Dataset items →
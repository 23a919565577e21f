use std::io;
use thiserror::Error;

/// Crate-wide error type.
///
/// Structural errors (`Format`, `UnsupportedIndexFormat`, `CorruptSegment`)
/// mean the on-disk bytes are inconsistent and always surface to the caller.
/// `ChecksumMismatch` and `DecryptionRequired` are content-level and
/// recoverable: the default read path downgrades the former to a warning,
/// and the latter can be retried with a profile or bypassed with a raw read.
#[derive(Error, Debug)]
pub enum Xp3Error {
    #[error("malformed archive: {0}")]
    Format(String),
    #[error("unsupported index flag {0:#04x}")]
    UnsupportedIndexFormat(u8),
    #[error("corrupt segment: inflated to {actual} bytes, expected {expected}")]
    CorruptSegment { expected: u64, actual: u64 },
    #[error("checksum mismatch: stored {stored:#010x}, computed {computed:#010x}")]
    ChecksumMismatch { stored: u32, computed: u32 },
    #[error("file is encrypted and no encryption profile was given")]
    DecryptionRequired,
    #[error("duplicate path in archive: {0}")]
    DuplicatePath(String),
    #[error("no such file in archive: {0}")]
    KeyNotFound(String),
    #[error("archive is already finalized")]
    ArchiveFinalized,
    #[error("IO error: {0}")]
    Io(#[from] io::Error),
}

impl Xp3Error {
    pub(crate) fn format(msg: impl Into<String>) -> Self {
        Xp3Error::Format(msg.into())
    }
}
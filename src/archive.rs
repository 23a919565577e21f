//! Bulk packing and extraction on top of the core reader/writer surface.
//!
//! Everything here is a collaborator: it walks directories, builds output
//! paths, and logs progress, but all archive bytes flow through
//! [`Xp3Reader`]/[`Xp3Writer`].  Extraction is best-effort — one bad entry
//! is logged and skipped, it never aborts the batch.

use log::{error, info, warn};
use std::fs::{self, File};
use std::io::{Read, Seek, Write};
use std::path::{Path, PathBuf};
use walkdir::WalkDir;

use crate::crypto::EncryptionProfile;
use crate::error::Xp3Error;
use crate::io_stream::{Xp3Reader, Xp3Writer};

/// Paths longer than this are copyright-notice stubs in the wild; they are
/// extracted under their path hash instead.
const MAX_EXTRACT_PATH_CHARS: usize = 256;

/// Configuration for [`pack_dir`].
#[derive(Debug, Clone, Copy)]
pub struct PackOptions {
    pub profile: &'static EncryptionProfile,
    /// Ignore subdirectories and pack as if every file sat in the root.
    pub flatten: bool,
    /// Record file modification times in the archive.
    pub timestamps: bool,
}

impl Default for PackOptions {
    fn default() -> Self {
        Self {
            profile: &crate::crypto::PROFILE_NONE,
            flatten: false,
            timestamps: true,
        }
    }
}

/// Open an archive file for reading.
pub fn open<P: AsRef<Path>>(path: P) -> Result<Xp3Reader<File>, Xp3Error> {
    Xp3Reader::new(File::open(path)?)
}

/// Create an archive file for writing.
pub fn create<P: AsRef<Path>>(path: P) -> Result<Xp3Writer<File>, Xp3Error> {
    Xp3Writer::new(File::create(path)?)
}

/// Pack a directory tree into a new archive.
///
/// Archive paths use forward slashes regardless of host separator.  With
/// `flatten`, basename collisions surface as [`Xp3Error::DuplicatePath`].
pub fn pack_dir(input: &Path, output: &Path, opts: &PackOptions) -> Result<(), Xp3Error> {
    let mut writer = create(output)?;

    for walked in WalkDir::new(input).sort_by_file_name() {
        let walked = walked.map_err(|e| Xp3Error::format(e.to_string()))?;
        if !walked.file_type().is_file() {
            continue;
        }
        let path = walked.path();
        let archive_path = if opts.flatten {
            walked.file_name().to_string_lossy().into_owned()
        } else {
            let rel = path
                .strip_prefix(input)
                .map_err(|e| Xp3Error::format(e.to_string()))?;
            rel.components()
                .map(|c| c.as_os_str().to_string_lossy())
                .collect::<Vec<_>>()
                .join("/")
        };

        let timestamp_ms = if opts.timestamps {
            modified_ms(path).unwrap_or(0)
        } else {
            0
        };

        let data = fs::read(path)?;
        writer.add(&archive_path, &data, opts.profile, timestamp_ms)?;
        info!("packed {archive_path} ({} bytes)", data.len());
    }

    writer.finalize()?;
    Ok(())
}

fn modified_ms(path: &Path) -> Option<u64> {
    let mtime = fs::metadata(path).ok()?.modified().ok()?;
    let ts = chrono::DateTime::<chrono::Utc>::from(mtime).timestamp_millis();
    u64::try_from(ts).ok()
}

/// Extract every entry into `dest`, best-effort.
///
/// Encrypted entries are dumped raw (with a warning) when `profile` is the
/// `none` profile, matching how third-party tools behave.  Returns the
/// number of files written.
pub fn extract_all<R: Read + Seek>(
    reader: &mut Xp3Reader<R>,
    dest: &Path,
    profile: &EncryptionProfile,
) -> Result<usize, Xp3Error> {
    let mut written = 0;
    for position in 0..reader.len() {
        let mut file = reader.open_at(position)?;
        let encrypted = file.entry().is_encrypted();

        let mut name = file.path().to_owned();
        if name.chars().count() > MAX_EXTRACT_PATH_CHARS {
            if encrypted {
                // Fall back to the stored path hash as the output name.
                name = file.entry().info.file_path.clone();
                warn!("path too long, extracting as {name}");
            } else {
                warn!("skipping entry with over-long path");
                continue;
            }
        }

        let data = if encrypted && profile.is_none() {
            warn!("{name} is encrypted and no profile was given, dumping raw");
            file.read_raw()
        } else {
            file.read(profile)
        };
        let data = match data {
            Ok(data) => data,
            Err(e) => {
                error!("failed to read {name}: {e}, continuing");
                continue;
            }
        };

        let out_path = match sanitized_output_path(dest, &name) {
            Some(p) => p,
            None => {
                warn!("skipping {name}: unsafe output path");
                continue;
            }
        };
        if let Err(e) = write_output(&out_path, &data) {
            error!("problem writing {name}: {e}, continuing");
            continue;
        }
        info!("extracted {name} ({} bytes)", data.len());
        written += 1;
    }
    Ok(written)
}

/// Join archive path components under `dest`, refusing traversal escapes.
fn sanitized_output_path(dest: &Path, archive_path: &str) -> Option<PathBuf> {
    let mut out = dest.to_path_buf();
    for component in archive_path.split('/') {
        if component.is_empty() || component == "." || component == ".." {
            return None;
        }
        if component.contains('\\') || component.contains(':') {
            return None;
        }
        out.push(component);
    }
    Some(out)
}

fn write_output(path: &Path, data: &[u8]) -> std::io::Result<()> {
    if let Some(parent) = path.parent() {
        fs::create_dir_all(parent)?;
    }
    File::create(path)?.write_all(data)
}

#[cfg(test)]
mod tests {
    use super::*;

    #[test]
    fn traversal_paths_are_rejected() {
        let dest = Path::new("/tmp/out");
        assert!(sanitized_output_path(dest, "../evil").is_none());
        assert!(sanitized_output_path(dest, "a/../../b").is_none());
        assert!(sanitized_output_path(dest, "a//b").is_none());
        assert!(sanitized_output_path(dest, "C:\\evil").is_none());
        assert_eq!(
            sanitized_output_path(dest, "a/b.txt"),
            Some(PathBuf::from("/tmp/out/a/b.txt"))
        );
    }
}
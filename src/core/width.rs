/// Display width lookup: a lazily filled per-codepoint cache in front of a
/// width probe. Entries are written once by the probe and never change.

use crate::core::utf8::MAX_CODEPOINT;
use serde::Deserialize;
use std::fmt;
use std::io;
use unicode_width::UnicodeWidthChar;

const UNMEASURED: i8 = -1;
const MIN_CAPACITY: usize = 256;

#[derive(Debug)]
pub enum ProbeError {
    /// Reading or writing the display surface failed.
    Io(io::Error),
    /// The codepoint is not a Unicode scalar value.
    InvalidCodepoint(u32),
    /// The probe has no width for this codepoint.
    Unsupported(u32),
    /// The surface answered with something unusable.
    Malformed(String),
    /// The surface did not answer in time.
    Timeout,
}

impl fmt::Display for ProbeError {
    fn fmt(&self, f: &mut fmt::Formatter<'_>) -> fmt::Result {
        match self {
            ProbeError::Io(e) => write!(f, "display surface I/O failed: {}", e),
            ProbeError::InvalidCodepoint(cp) => write!(f, "U+{:04X} is not a character", cp),
            ProbeError::Unsupported(cp) => write!(f, "no width known for U+{:04X}", cp),
            ProbeError::Malformed(msg) => write!(f, "unusable probe answer: {}", msg),
            ProbeError::Timeout => write!(f, "display surface did not answer"),
        }
    }
}

impl std::error::Error for ProbeError {
    fn source(&self) -> Option<&(dyn std::error::Error + 'static)> {
        match self {
            ProbeError::Io(e) => Some(e),
            _ => None,
        }
    }
}

impl From<io::Error> for ProbeError {
    fn from(e: io::Error) -> Self {
        ProbeError::Io(e)
    }
}

impl From<nix::Error> for ProbeError {
    fn from(e: nix::Error) -> Self {
        ProbeError::Io(io::Error::from(e))
    }
}

/// Something that can tell how many columns a codepoint occupies.
pub trait WidthProbe: Send {
    fn name(&self) -> &'static str;
    fn probe(&mut self, codepoint: u32) -> Result<u8, ProbeError>;
}

/// Which probe a context measures widths with.
#[derive(Debug, Clone, Copy, PartialEq, Eq, Default, Deserialize)]
#[serde(rename_all = "lowercase")]
pub enum ProbeKind {
    /// Unicode East Asian Width tables.
    #[default]
    Table,
    /// Ask the controlling terminal.
    Terminal,
}

/// Width from the Unicode tables, the platform's direct width function.
#[derive(Debug, Clone, Copy, Default)]
pub struct UnicodeTableProbe;

impl WidthProbe for UnicodeTableProbe {
    fn name(&self) -> &'static str {
        "table"
    }

    fn probe(&mut self, codepoint: u32) -> Result<u8, ProbeError> {
        let ch = char::from_u32(codepoint).ok_or(ProbeError::InvalidCodepoint(codepoint))?;
        ch.width()
            .map(|w| w as u8)
            .ok_or(ProbeError::Unsupported(codepoint))
    }
}

/// Capacity covering `idx`: the next power of two above it, at least 256.
pub fn next_capacity(idx: usize) -> usize {
    (idx + 1).next_power_of_two().max(MIN_CAPACITY)
}

pub struct WidthCache {
    widths: Vec<i8>,
    probe: Box<dyn WidthProbe>,
    unknown_width: u8,
    probes: usize,
    grows: usize,
}

impl WidthCache {
    pub fn new(probe: Box<dyn WidthProbe>) -> Self {
        Self {
            widths: Vec::new(),
            probe,
            unknown_width: 1,
            probes: 0,
            grows: 0,
        }
    }

    /// Cache with room for codepoints below `capacity` allocated up front.
    /// Requests beyond the codepoint range are clamped to it.
    pub fn with_capacity(probe: Box<dyn WidthProbe>, capacity: usize) -> Self {
        let mut cache = Self::new(probe);
        let limit = MAX_CODEPOINT as usize + 1;
        if capacity > limit {
            log::warn!("width cache capacity {} exceeds the codepoint range, using {}", capacity, limit);
        }
        let capacity = capacity.min(limit);
        if capacity > 0 {
            cache.grow_to(capacity - 1);
        }
        cache
    }

    /// Width assumed by `width_or_default` when the probe fails.
    pub fn set_unknown_width(&mut self, width: u8) {
        self.unknown_width = width;
    }

    pub fn unknown_width(&self) -> u8 {
        self.unknown_width
    }

    pub fn capacity(&self) -> usize {
        self.widths.len()
    }

    /// Number of times the probe has been invoked.
    pub fn probe_count(&self) -> usize {
        self.probes
    }

    /// Number of times the table has been enlarged.
    pub fn grow_count(&self) -> usize {
        self.grows
    }

    pub fn probe_name(&self) -> &'static str {
        self.probe.name()
    }

    /// Cached width without probing.
    pub fn cached(&self, codepoint: u32) -> Option<u8> {
        let w = *self.widths.get(codepoint as usize)?;
        (w != UNMEASURED).then_some(w as u8)
    }

    /// Columns occupied by `codepoint`, probing on first request.
    /// `None` means the width is unknown; nothing is cached in that case.
    pub fn width_of(&mut self, codepoint: u32) -> Option<u8> {
        if codepoint > MAX_CODEPOINT {
            return None;
        }
        let idx = codepoint as usize;
        if idx >= self.widths.len() {
            self.grow_to(idx);
        }
        let cached = self.widths[idx];
        if cached != UNMEASURED {
            return Some(cached as u8);
        }

        self.probes += 1;
        let measured = self
            .probe
            .probe(codepoint)
            .and_then(|w| {
                i8::try_from(w).map_err(|_| ProbeError::Malformed(format!("width {} too large", w)))
            });
        match measured {
            Ok(w) => {
                log::debug!("width of U+{:04X} = {} ({})", codepoint, w, self.probe.name());
                self.widths[idx] = w;
                Some(w as u8)
            }
            Err(e) => {
                log::warn!("width probe failed for U+{:04X}: {}", codepoint, e);
                None
            }
        }
    }

    /// Like `width_of`, substituting the unknown-width default on failure.
    pub fn width_or_default(&mut self, codepoint: u32) -> u8 {
        self.width_of(codepoint).unwrap_or(self.unknown_width)
    }

    fn grow_to(&mut self, idx: usize) {
        let new_len = next_capacity(idx);
        if new_len <= self.widths.len() {
            return;
        }
        log::debug!("width cache grows {} -> {}", self.widths.len(), new_len);
        self.widths.resize(new_len, UNMEASURED);
        self.grows += 1;
    }
}

impl fmt::Debug for WidthCache {
    fn fmt(&self, f: &mut fmt::Formatter<'_>) -> fmt::Result {
        f.debug_struct("WidthCache")
            .field("probe", &self.probe.name())
            .field("capacity", &self.widths.len())
            .field("probes", &self.probes)
            .finish()
    }
}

WHAT NEEDS TO BE DONE → Return, with no change at all, every line in the entries above from the line containing "fn write_output(path: &Path, data: &[u8])" through the line containing "use std::fmt;".

EXERCISE OUTPUT →
fn write_output(path: &Path, data: &[u8]) -> std::io::Result<()> {
    if let Some(parent) = path.parent() {
        fs::create_dir_all(parent)?;
    }
    File::create(path)?.write_all(data)
}

#[cfg(test)]
mod tests {
    use super::*;

    #[test]
    fn traversal_paths_are_rejected() {
        let dest = Path::new("/tmp/out");
        assert!(sanitized_output_path(dest, "../evil").is_none());
        assert!(sanitized_output_path(dest, "a/../../b").is_none());
        assert!(sanitized_output_path(dest, "a//b").is_none());
        assert!(sanitized_output_path(dest, "C:\\evil").is_none());
        assert_eq!(
            sanitized_output_path(dest, "a/b.txt"),
            Some(PathBuf::from("/tmp/out/a/b.txt"))
        );
    }
}
filename src/core/width.rs
/// Display width lookup: a lazily filled per-codepoint cache in front of a
/// width probe. Entries are written once by the probe and never change.

use crate::core::utf8::MAX_CODEPOINT;
use serde::Deserialize;
use std::fmt;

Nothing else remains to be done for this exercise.